Going back to the happy-path with persistent connection, if you have an idle persistent connection (meaning it's connected but there's no call active call on it currently), the sdk will create a fake pendingSession event based on a conversation update. It will also emit a fake "sessionEnded" event when the call ends, even though the webrtc session is still active. Again this is based on the conversation updates.

Sidenote: there are things in the works to make multiple call handling easier in the sdk, but frankly it's a pretty big lift behind the scenes and it's going to take a while to complete.

I know all this because I wrote most of it .

LighthouseMike · October 17, 2023, 1:49pm

Good morning

Since you sent this, I got another project in that needed to be done yesterday (you know how that is, I'm sure). I apologize for the delayed response.

And wow... I am impressed by the fact that you wrote a lot of the SDK; I was sure it had to be a big team or something. And I'm humbled that you would consider logging into the forum to answer noobish questions like this. Thank you VERY much for your time and attention.

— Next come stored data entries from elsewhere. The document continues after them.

//! Pointer gestures on placed fields.
//!
//! A press on a field's body starts a move, a press on its resize handle
//! starts a resize; at most one gesture is live at a time and releasing the
//! pointer always returns to [`Gesture::Idle`]. All points are canvas-local.
//!
//! | Press on | Effect |
//! |----------|--------|
//! | empty canvas | deselect |
//! | body | select, start move |
//! | input control | select only |
//! | resize handle | start resize, selection untouched |
//! | delete button | delete the field |

use crate::canvas::CanvasMutation;
use crate::input::InputEvent;
use fb_core::FieldId;
use fb_core::model::{FieldPatch, MIN_FIELD_HEIGHT, MIN_FIELD_WIDTH, Point, Rect};
use fb_render::hit::{Hit, HitPart};

#[derive(Debug, Clone, Copy, PartialEq, Default)]
pub enum Gesture {
    #[default]
    Idle,
    /// Moving a field; `grab` is the pointer's offset from the field's
    /// top-left corner at press time.
    Dragging { id: FieldId, grab: Point },
    /// Resizing a field from its bottom-right handle.
    Resizing {
        id: FieldId,
        start: Point,
        start_width: f32,
        start_height: f32,
    },
}

/// Translates pointer input over hit-tested fields into canvas mutations.
#[derive(Debug, Default)]
pub struct GestureTool {
    state: Gesture,
}

impl GestureTool {
    pub fn new() -> Self {
        Self::default()
    }

    pub fn state(&self) -> Gesture {
        self.state
    }

    pub fn is_active(&self) -> bool {
        self.state != Gesture::Idle
    }

    /// Start moving the field whose frame is `bounds`, grabbed at `pointer`.
    pub fn begin_drag(&mut self, id: FieldId, bounds: Rect, pointer: Point) {
        self.state = Gesture::Dragging {
            id,
            grab: pointer.minus(Point::new(bounds.x, bounds.y)),
        };
    }

    /// Start resizing the field whose frame is `bounds` from `pointer`.
    pub fn begin_resize(&mut self, id: FieldId, bounds: Rect, pointer: Point) {
        self.state = Gesture::Resizing {
            id,
            start: pointer,
            start_width: bounds.width,
            start_height: bounds.height,
        };
    }

    /// Geometry update for the live gesture at `pointer`, if any.
    pub fn move_to(&self, pointer: Point) -> Option<CanvasMutation> {
        match self.state {
            Gesture::Idle => None,
            Gesture::Dragging { id, grab } => Some(CanvasMutation::UpdateField {
                id,
                patch: FieldPatch::position(
                    (pointer.x - grab.x).max(0.0),
                    (pointer.y - grab.y).max(0.0),
                ),
            }),
            Gesture::Resizing {
                id,
                start,
                start_width,
                start_height,
            } => Some(CanvasMutation::UpdateField {
                id,
                patch: FieldPatch::size(
                    (start_width + (pointer.x - start.x)).max(MIN_FIELD_WIDTH),
                    (start_height + (pointer.y - start.y)).max(MIN_FIELD_HEIGHT),
                ),
            }),
        }
    }

    pub fn end(&mut self) {
        self.state = Gesture::Idle;
    }

    /// Handle a canvas-local pointer event, returning zero or more mutations.
    pub fn handle(&mut self, event: &InputEvent, hit: Option<Hit>) -> Vec<CanvasMutation> {
        match event {
            InputEvent::PointerDown { x, y } => {
                if self.is_active() {
                    log::trace!("press ignored during {:?}", self.state);
                    return vec![];
                }
                let pointer = Point::new(*x, *y);
                let Some(hit) = hit else {
                    return vec![CanvasMutation::Select { id: None }];
                };
                match hit.part {
                    HitPart::DeleteButton => vec![CanvasMutation::RemoveField { id: hit.id }],
                    HitPart::ResizeHandle => {
                        self.begin_resize(hit.id, hit.bounds, pointer);
                        vec![]
                    }
                    HitPart::Input => vec![CanvasMutation::Select { id: Some(hit.id) }],
                    HitPart::Body => {
                        self.begin_drag(hit.id, hit.bounds, pointer);
                        vec![CanvasMutation::Select { id: Some(hit.id) }]
                    }
                }
            }
            InputEvent::PointerMove { x, y } => {
                let mutation = self.move_to(Point::new(*x, *y));
                if let Some(m) = &mutation {
                    log::trace!("gesture frame {m:?}");
                }
                mutation.into_iter().collect()
            }
            InputEvent::PointerUp { .. } => {
                self.end();
                vec![]
            }
            InputEvent::Key { .. } => vec![],
        }
    }
}
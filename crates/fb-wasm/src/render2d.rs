//! Canvas2D chrome renderer.
//!
//! Paints the builder surface under the DOM input overlays: field frames,
//! captions, the delete button, and the resize handle. The live input
//! controls themselves are DOM elements positioned from `fields_json()`.

use fb_core::FieldId;
use fb_core::model::{FormField, Rect};
use fb_render::hit::{delete_button_rect, resize_handle_rect};
use std::f64::consts::TAU;
use web_sys::CanvasRenderingContext2d;

/// Gap between a field's top edge and the baseline of its caption.
const CAPTION_OFFSET: f64 = 8.0;
const FRAME_WIDTH: f64 = 2.0;

/// Theme-dependent colors for the canvas renderer.
pub struct CanvasTheme {
    pub bg: &'static str,
    pub frame: &'static str,
    pub frame_fill: &'static str,
    pub selected_frame: &'static str,
    pub selected_fill: &'static str,
    pub caption: &'static str,
    pub delete_fill: &'static str,
    pub delete_glyph: &'static str,
    pub handle: &'static str,
}

impl CanvasTheme {
    pub fn light() -> Self {
        Self {
            bg: "#FFFFFF",
            frame: "#D1D5DB",
            frame_fill: "#FFFFFF",
            selected_frame: "#3B82F6",
            selected_fill: "#EFF6FF",
            caption: "#4B5563",
            delete_fill: "#EF4444",
            delete_glyph: "#FFFFFF",
            handle: "#3B82F6",
        }
    }

    pub fn dark() -> Self {
        Self {
            bg: "#1C1C1E",
            frame: "#48484A",
            frame_fill: "#2C2C2E",
            selected_frame: "#0A84FF",
            selected_fill: "rgba(10, 132, 255, 0.12)",
            caption: "#98989D",
            delete_fill: "#FF453A",
            delete_glyph: "#FFFFFF",
            handle: "#0A84FF",
        }
    }
}

/// Render every field's chrome in z-order.
pub fn render_fields(
    ctx: &CanvasRenderingContext2d,
    fields: &[FormField],
    selected: Option<FieldId>,
    canvas_width: f64,
    canvas_height: f64,
    theme: &CanvasTheme,
) {
    ctx.set_fill_style_str(theme.bg);
    ctx.fill_rect(0.0, 0.0, canvas_width, canvas_height);

    for field in fields {
        render_field(ctx, field, selected == Some(field.id), theme);
    }
}

fn render_field(
    ctx: &CanvasRenderingContext2d,
    field: &FormField,
    selected: bool,
    theme: &CanvasTheme,
) {
    let b = field.bounds();
    let (frame, fill) = if selected {
        (theme.selected_frame, theme.selected_fill)
    } else {
        (theme.frame, theme.frame_fill)
    };

    ctx.set_fill_style_str(fill);
    ctx.fill_rect(b.x as f64, b.y as f64, b.width as f64, b.height as f64);
    ctx.set_stroke_style_str(frame);
    ctx.set_line_width(FRAME_WIDTH);
    ctx.stroke_rect(b.x as f64, b.y as f64, b.width as f64, b.height as f64);

    ctx.set_font("500 12px system-ui, sans-serif");
    ctx.set_fill_style_str(theme.caption);
    if let Err(e) = ctx.fill_text(&field.label, b.x as f64, b.y as f64 - CAPTION_OFFSET) {
        log::trace!("caption for {} not drawn: {e:?}", field.id);
    }

    render_delete_button(ctx, delete_button_rect(b), theme);

    let handle = resize_handle_rect(b);
    ctx.set_fill_style_str(theme.handle);
    ctx.fill_rect(
        handle.x as f64,
        handle.y as f64,
        handle.width as f64,
        handle.height as f64,
    );
}

fn render_delete_button(ctx: &CanvasRenderingContext2d, r: Rect, theme: &CanvasTheme) {
    let cx = (r.x + r.width / 2.0) as f64;
    let cy = (r.y + r.height / 2.0) as f64;
    let radius = (r.width / 2.0) as f64;

    ctx.begin_path();
    if ctx.arc(cx, cy, radius, 0.0, TAU).is_err() {
        return;
    }
    ctx.set_fill_style_str(theme.delete_fill);
    ctx.fill();

    // Cross glyph.
    let arm = radius * 0.4;
    ctx.begin_path();
    ctx.move_to(cx - arm, cy - arm);
    ctx.line_to(cx + arm, cy + arm);
    ctx.move_to(cx + arm, cy - arm);
    ctx.line_to(cx - arm, cy + arm);
    ctx.set_stroke_style_str(theme.delete_glyph);
    ctx.set_line_width(1.5);
    ctx.stroke();
}
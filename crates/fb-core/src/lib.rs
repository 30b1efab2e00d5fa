pub mod id;
pub mod model;
pub mod registry;
pub mod storage;

pub use id::FieldId;
pub use model::*;
pub use registry::{FieldKind, FieldType};
pub use storage::{KeyValueStore, MemoryStore, StorageError};
//! Input abstraction layer.
//!
//! Normalizes mouse, touch, and pen pointer events plus key presses into a
//! unified `InputEvent` enum consumed by the editor session.

/// A normalized input event from any pointing device or the keyboard.
#[derive(Debug, Clone, PartialEq)]
pub enum InputEvent {
    /// Pointer pressed (mouse down, touch start, pen contact).
    PointerDown { x: f32, y: f32 },

    /// Pointer moved (mouse move, touch move, pen move).
    PointerMove { x: f32, y: f32 },

    /// Pointer released.
    PointerUp { x: f32, y: f32 },

    /// Key press, `key` being the `KeyboardEvent.key` value.
    Key {
        key: String,
        ctrl: bool,
        shift: bool,
        alt: bool,
        meta: bool,
    },
}

impl InputEvent {
    pub fn from_pointer_down(x: f32, y: f32) -> Self {
        Self::PointerDown { x, y }
    }

    pub fn from_pointer_move(x: f32, y: f32) -> Self {
        Self::PointerMove { x, y }
    }

    pub fn from_pointer_up(x: f32, y: f32) -> Self {
        Self::PointerUp { x, y }
    }

    /// Same event with its position shifted by `(-dx, -dy)`. Key events are
    /// returned unchanged.
    pub fn translated(&self, dx: f32, dy: f32) -> Self {
        match self {
            Self::PointerDown { x, y } => Self::PointerDown {
                x: x - dx,
                y: y - dy,
            },
            Self::PointerMove { x, y } => Self::PointerMove {
                x: x - dx,
                y: y - dy,
            },
            Self::PointerUp { x, y } => Self::PointerUp {
                x: x - dx,
                y: y - dy,
            },
            key @ Self::Key { .. } => key.clone(),
        }
    }
}
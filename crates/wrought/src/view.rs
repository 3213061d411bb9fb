// File: src/view.rs
// Purpose: View model - template slots, attribute bag, asset registries, rendering

use crate::assets::{self, AssetRegistry};
use crate::config::Config;
use crate::pdf::PdfBackend;
use crate::renderer::Renderer;
use crate::session::Session;
use crate::value::Value;
use std::collections::HashMap;
use std::fs;
use std::path::PathBuf;
use wrought_paths::resolve_within;

/// Attribute names that alias template slots; writes and reads on these
/// are redirected to the slot accessors instead of the open bag
const RESERVED_SLOTS: &[(&str, &str)] = &[
    ("_header", "header"),
    ("_footer", "footer"),
    ("_template", "template"),
];

fn reserved_slot(name: &str) -> Option<&'static str> {
    RESERVED_SLOTS
        .iter()
        .find(|(alias, _)| *alias == name)
        .map(|(_, slot)| *slot)
}

/// Requested output format for one response
#[derive(Debug, Clone, Copy, PartialEq, Eq, Default)]
pub enum OutputFormat {
    #[default]
    Html,
    Pdf,
}

/// Final rendered response body
#[derive(Debug, Clone, PartialEq)]
pub enum Rendered {
    Html(String),
    Pdf(Vec<u8>),
}

/// Per-request view model.
///
/// Holds the named template slots, the open attribute bag controllers
/// populate, and the head-asset registries. Constructed once per request,
/// mutated by the acting controller, and consumed exactly once by
/// [`View::output`].
pub struct View {
    templates: HashMap<String, String>,
    include_path: Vec<PathBuf>,
    site_root: PathBuf,
    production: bool,
    version: String,
    vals: HashMap<String, Value>,
    assets: AssetRegistry,
    session: Session,
    format: OutputFormat,
}

impl View {
    pub fn new(cfg: &Config, session: Session) -> Self {
        let ext = &cfg.view.template_ext;
        let templates = HashMap::from([
            ("header".to_string(), format!("header.{}", ext)),
            ("footer".to_string(), format!("footer.{}", ext)),
            ("template".to_string(), format!("404.{}", ext)),
            ("login".to_string(), format!("login.{}", ext)),
        ]);

        Self {
            templates,
            include_path: cfg.template_dirs(),
            site_root: cfg.site.root.clone(),
            production: cfg.is_production(),
            version: cfg.view.version.clone(),
            vals: HashMap::new(),
            assets: AssetRegistry::new(),
            session,
            format: OutputFormat::Html,
        }
    }

    /// Constructs a view and applies a seed bag: reserved slot aliases
    /// route to `set_template`, `_meta`/`_script`/`_link` seed the asset
    /// registries, everything else lands in the attribute bag.
    pub fn with_seed(cfg: &Config, session: Session, seed: HashMap<String, Value>) -> Self {
        let mut view = Self::new(cfg, session);
        for (key, value) in seed {
            match key.as_str() {
                "_meta" => {
                    if let Value::Map(map) = value {
                        for (name, content) in map {
                            view.add_meta(name, content.render());
                        }
                    }
                }
                "_script" => {
                    if let Value::List(items) = value {
                        for item in items {
                            view.add_script(item.render());
                        }
                    }
                }
                "_link" => {
                    if let Value::List(items) = value {
                        for item in items {
                            if let Value::Map(link) = item {
                                let field = |k: &str| {
                                    link.get(k).map(Value::render).unwrap_or_default()
                                };
                                view.add_link(
                                    field("rel"),
                                    field("type"),
                                    field("href"),
                                    field("title"),
                                );
                            }
                        }
                    }
                }
                _ => view.set_attr(&key, value),
            }
        }
        view
    }

    // ------------------------------------------------------------------
    // Template slots
    // ------------------------------------------------------------------

    /// Binds a slot to a template file, searching the include path in
    /// priority order through the containment check.
    ///
    /// On total failure the previously stored value is left untouched.
    /// Returns whatever the slot holds after the attempt.
    pub fn set_template(&mut self, slot: &str, file: &str) -> Option<String> {
        for dir in &self.include_path {
            if let Some(rel) = resolve_within(dir, file) {
                self.templates.insert(slot.to_string(), rel);
                break;
            }
        }
        self.templates.get(slot).cloned()
    }

    pub fn get_template(&self, slot: &str) -> Option<&str> {
        self.templates.get(slot).map(String::as_str)
    }

    // ------------------------------------------------------------------
    // Attribute bag with reserved-name redirect
    // ------------------------------------------------------------------

    /// Writes an attribute. Reserved slot aliases (`_header`, `_footer`,
    /// `_template`) are redirected to [`View::set_template`]; all other
    /// names go into the open bag.
    pub fn set_attr(&mut self, name: &str, value: Value) {
        if let Some(slot) = reserved_slot(name) {
            self.set_template(slot, &value.render());
            return;
        }
        self.vals.insert(name.to_string(), value);
    }

    /// Reads an attribute. Reserved slot aliases read the bound template
    /// path; unset names yield `Value::Null` with a non-fatal diagnostic.
    pub fn get_attr(&self, name: &str) -> Value {
        if let Some(slot) = reserved_slot(name) {
            return match self.templates.get(slot) {
                Some(path) => Value::Str(path.clone()),
                None => Value::Null,
            };
        }
        match self.vals.get(name) {
            Some(value) => value.clone(),
            None => {
                tracing::warn!(attribute = name, "undefined view attribute read");
                Value::Null
            }
        }
    }

    pub fn has_attr(&self, name: &str) -> bool {
        self.vals.contains_key(name)
    }

    pub fn remove_attr(&mut self, name: &str) -> Option<Value> {
        self.vals.remove(name)
    }

    // ------------------------------------------------------------------
    // Head assets
    // ------------------------------------------------------------------

    pub fn add_meta(&mut self, name: impl Into<String>, content: impl Into<String>) {
        self.assets.add_meta(name, content);
    }

    /// Registers a script URL; namespaced sources get the cache-busting
    /// version suffix at registration time
    pub fn add_script(&mut self, src: impl Into<String>) {
        let mut src = src.into();
        if assets::is_namespaced_script(&src) {
            src = format!("{}?v={}", src, self.version);
        }
        self.assets.add_script(src);
    }

    pub fn add_link(
        &mut self,
        rel: impl Into<String>,
        ty: impl Into<String>,
        href: impl Into<String>,
        title: impl Into<String>,
    ) {
        self.assets.add_link(rel, ty, href, title);
    }

    /// Stylesheet convenience wrapper over `add_link`
    pub fn add_style(&mut self, href: impl Into<String>) {
        let mut href = href.into();
        if assets::is_namespaced_style(&href) {
            href = format!("{}?v={}", href, self.version);
        }
        self.add_link("stylesheet", "text/css", href, "");
    }

    pub fn assets(&self) -> &AssetRegistry {
        &self.assets
    }

    // ------------------------------------------------------------------
    // Rendering
    // ------------------------------------------------------------------

    /// Production-only pre-output pass: rewrites every script URL and
    /// every stylesheet href to its `/min/` counterpart when that
    /// artifact exists under the site root; others are left untouched.
    pub fn pre_render(&mut self) {
        if !self.production {
            return;
        }

        let script_rewrites: Vec<Option<String>> = self
            .assets
            .scripts()
            .iter()
            .map(|src| self.minified_rewrite(src))
            .collect();
        for (src, rewrite) in self.assets.scripts_mut().iter_mut().zip(script_rewrites) {
            if let Some(minified) = rewrite {
                *src = minified;
            }
        }

        let link_rewrites: Vec<Option<String>> = self
            .assets
            .links()
            .iter()
            .map(|link| {
                if link.ty == "text/css" {
                    self.minified_rewrite(&link.href)
                } else {
                    None
                }
            })
            .collect();
        for (link, rewrite) in self.assets.links_mut().iter_mut().zip(link_rewrites) {
            if let Some(minified) = rewrite {
                link.href = minified;
            }
        }
    }

    fn minified_rewrite(&self, url: &str) -> Option<String> {
        let path = url.split('?').next().unwrap_or(url);
        let min = assets::min_name(path);
        if self.site_root.join("min").join(&min).is_file() {
            Some(format!("/min/{}?ver={}", min, self.version))
        } else {
            None
        }
    }

    /// Renders the template bound to `slot` with the attribute-bag scope
    pub fn render(&self, slot: &str) -> Option<String> {
        self.render_with(slot, None)
    }

    /// Renders with an explicit scope override.
    ///
    /// The login identity values are injected after the scope is
    /// assembled, so controller- or caller-supplied names can never
    /// shadow them. Returns `None` when no include-path directory
    /// contains the slot's template file.
    pub fn render_with(
        &self,
        slot: &str,
        scope_override: Option<&HashMap<String, Value>>,
    ) -> Option<String> {
        let mut scope = match scope_override {
            Some(scope) => scope.clone(),
            None => self.render_scope(),
        };

        // Set last, on purpose: these two cannot be overridden
        let (login_id, login_name) = self.session.render_identity();
        scope.insert("_login_id".to_string(), Value::Int(login_id));
        scope.insert("_login_name".to_string(), Value::Str(login_name));

        let file = self.templates.get(slot)?;
        let renderer = Renderer::new(scope);
        for dir in &self.include_path {
            let candidate = dir.join(file);
            if candidate.is_file() {
                match fs::read_to_string(&candidate) {
                    Ok(content) => return Some(renderer.render(&content)),
                    Err(err) => {
                        tracing::warn!(?candidate, %err, "template unreadable, trying next dir");
                    }
                }
            }
        }

        None
    }

    fn render_scope(&self) -> HashMap<String, Value> {
        let mut scope = self.vals.clone();

        let meta: HashMap<String, Value> = self
            .assets
            .meta()
            .iter()
            .map(|(name, content)| (name.clone(), Value::from(content.clone())))
            .collect();
        scope.insert("_meta".to_string(), Value::Map(meta));

        let scripts: Vec<Value> = self
            .assets
            .scripts()
            .iter()
            .map(|src| Value::from(src.clone()))
            .collect();
        scope.insert("_script".to_string(), Value::List(scripts));

        let links: Vec<Value> = self
            .assets
            .links()
            .iter()
            .map(|link| {
                Value::Map(HashMap::from([
                    ("rel".to_string(), Value::from(link.rel.clone())),
                    ("type".to_string(), Value::from(link.ty.clone())),
                    ("href".to_string(), Value::from(link.href.clone())),
                    ("title".to_string(), Value::from(link.title.clone())),
                ]))
            })
            .collect();
        scope.insert("_link".to_string(), Value::List(links));

        scope
    }

    // ------------------------------------------------------------------
    // Output
    // ------------------------------------------------------------------

    pub fn set_format(&mut self, format: OutputFormat) {
        self.format = format;
    }

    pub fn format(&self) -> OutputFormat {
        self.format
    }

    /// Runs the pre-render pass and renders the main template.
    ///
    /// When the PDF format is requested and a backend is available, every
    /// registered stylesheet is read from the site root and fed to the
    /// backend ahead of the HTML; `body.<controller>-<action>` and
    /// `body.<controller>` selectors are collapsed to bare `body` so
    /// body-level styling survives the PDF's isolated rendering context.
    ///
    /// Returns `None` when the main template cannot be found, leaving the
    /// decision to degrade further to the caller.
    pub fn output(&mut self, pdf: Option<&mut dyn PdfBackend>) -> Option<Rendered> {
        self.pre_render();
        let html = self.render("template")?;

        if self.format == OutputFormat::Pdf {
            if let Some(backend) = pdf {
                for href in self.assets.stylesheet_urls() {
                    let rel = href
                        .split('?')
                        .next()
                        .unwrap_or(&href)
                        .trim_start_matches('/');
                    match fs::read_to_string(self.site_root.join(rel)) {
                        Ok(css) => backend.write_css(&self.rewrite_body_selectors(&css)),
                        Err(err) => {
                            tracing::warn!(href = %href, %err, "stylesheet unreadable, skipping");
                        }
                    }
                }
                backend.write_html(&html);
                return Some(Rendered::Pdf(backend.finish()));
            }
            tracing::debug!("pdf requested but no backend available, emitting html");
        }

        Some(Rendered::Html(html))
    }

    fn rewrite_body_selectors(&self, css: &str) -> String {
        if let (Some(Value::Str(controller)), Some(Value::Str(action))) =
            (self.vals.get("_controller"), self.vals.get("_action"))
        {
            css.replace(&format!("body.{}-{}", controller, action), "body")
                .replace(&format!("body.{}", controller), "body")
        } else {
            css.to_string()
        }
    }
}
// File: src/controller.rs
// Purpose: Controller contract and construction registry

use crate::argv::Argv;
use crate::view::View;
use std::collections::HashMap;
use std::sync::Arc;

/// Opaque data-access handle passed through to controllers.
/// None if no database is configured.
pub type DataHandle = Option<Arc<sqlx::AnyPool>>;

/// One request-handling unit, selected per request by name.
///
/// Controllers are constructed by a [`ControllerFactory`] from the
/// argument vector and the data handle, execute exactly one action per
/// request, and either mutate the shared [`View`] in place or return a
/// replacement.
pub trait Controller {
    /// Lower-case name of the requested action
    fn action(&self) -> String;

    /// Explicit capability query: does this controller handle `action`?
    fn supports_action(&self, action: &str) -> bool;

    /// Executes the requested action. Returning `Some(view)` replaces
    /// the ambient view wholesale.
    fn act(&mut self, view: &mut View) -> Option<View>;
}

/// Derives the action from the argument vector: lower-cased segment 0,
/// or the configured default when the vector is empty.
pub fn action_from_argv(argv: &Argv, default_action: &str) -> String {
    argv.action()
        .filter(|a| !a.is_empty())
        .unwrap_or(default_action)
        .to_lowercase()
}

/// Factory constructing a controller from per-request inputs
pub type ControllerFactory =
    Box<dyn Fn(Argv, DataHandle) -> Box<dyn Controller> + Send + Sync>;

/// Name-to-factory registry: the narrow construction interface the
/// dispatcher uses to instantiate resolved controllers.
#[derive(Default)]
pub struct ControllerRegistry {
    factories: HashMap<String, ControllerFactory>,
}

impl ControllerRegistry {
    pub fn new() -> Self {
        Self::default()
    }

    /// Registers a factory under a controller name (builder style)
    pub fn with_controller<F>(mut self, name: impl Into<String>, factory: F) -> Self
    where
        F: Fn(Argv, DataHandle) -> Box<dyn Controller> + Send + Sync + 'static,
    {
        self.factories.insert(name.into(), Box::new(factory));
        self
    }

    pub fn contains(&self, name: &str) -> bool {
        self.factories.contains_key(name)
    }

    /// Constructs the named controller, or None if no factory is
    /// registered under that name
    pub fn build(&self, name: &str, argv: Argv, db: DataHandle) -> Option<Box<dyn Controller>> {
        self.factories.get(name).map(|factory| factory(argv, db))
    }
}

#[cfg(test)]
mod tests {
    use super::*;

    #[test]
    fn test_action_from_argv() {
        let argv = Argv::from_segments(vec!["Edit".to_string(), "id".to_string()]);
        assert_eq!(action_from_argv(&argv, "index"), "edit");

        let empty = Argv::new();
        assert_eq!(action_from_argv(&empty, "index"), "index");

        let blank = Argv::from_segments(vec![String::new()]);
        assert_eq!(action_from_argv(&blank, "list"), "list");
    }

    struct Probe {
        action: String,
    }

    impl Controller for Probe {
        fn action(&self) -> String {
            self.action.clone()
        }

        fn supports_action(&self, action: &str) -> bool {
            action == "index"
        }

        fn act(&mut self, _view: &mut View) -> Option<View> {
            None
        }
    }

    #[test]
    fn test_registry_builds_by_name() {
        let registry = ControllerRegistry::new().with_controller("Probe", |argv, _db| {
            Box::new(Probe {
                action: action_from_argv(&argv, "index"),
            })
        });

        assert!(registry.contains("Probe"));
        assert!(!registry.contains("Ghost"));

        let controller = registry
            .build("Probe", Argv::from_segments(vec!["Index".into()]), None)
            .unwrap();
        assert_eq!(controller.action(), "index");
        assert!(controller.supports_action("index"));
        assert!(!controller.supports_action("delete"));

        assert!(registry.build("Ghost", Argv::new(), None).is_none());
    }
}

But once this other project is finally taken care of, I will have to circle back to our Genesys-related project, and I still don't know what to do when Genesys sends my program unexpected events. So let me ask you this: how do YOU debug issues like this? I mean from where I'm standing, Genesys is... unpredictable. I don't say this as if to blame anyone - I suppose that's just the event-driven nature of WebRTC, WebSockets, JS in general. But when it comes to how to fix stuff, it's a little like the cartoons where Donald Duck or whoever is trying to patch a sinking ship by sticking his hands and feet in each new hole, until he finally gets slammed against the wall by a huge burst of water. I'm sure you guys have some kind of process in place, or some things you try when "stuff happens". Anything else you can offer that might help would be greatly appreciated.

anon78929116 · October 17, 2023, 2:29pm

One of these days, I should write a flow chart for debugging webrtc stuff, though it would be a big flow chart...

In a nutshell I just look for where the process broke down.

Did the client get a propose (pendingSession)?
if not, the call will never ring. Make sure you have an active websocket connection.
Did the client send a proceed (answerPendingSession)?
Is the call supposed to be auto answered? If not, then the the consuming app never "answered" the call. If it is supposed to be auto-answered (and this also applies to outbound calls) and the sdk did not auto-answer the call, is disableAutoAnswer enabled for the sdk config?
Did the client get a session-init?
if not, did multiple clients send a proceed, or are there "media helper" instances active?
Did the client send a session-accept?
if not, did was there an error that happened while trying to spin up media, or is media start really slow?
Did the call connect?
if not, this generally requires a deeper dive into network stuff.
Did the call terminate early?
Did the client end the call for some reason, or was it ended by the server? Was there a reason associated with the session-terminate stanza?

This flow is relevant to sending or receiving a call on a new session. If you have an established connection, it should look like this:

Did the client get a pendingSession?
if not, check the websocket connection. It should have received a conversation update which gets converted into a "pendingSession". Off the top of my head, I can't remember if we trigger this event for autoanswer calls.
Did the client send a PATCH rest request to the conversation to connect the call?
Client never answered the call. NOTE: if this was an autoanswer call, it would be connected by the backend automatically.

Errors after this point are not common as we should already have media and an established webrtc connection.

system · November 16, 2023, 2:29pm

This topic was automatically closed 30 days after the last reply. New replies are no longer allowed.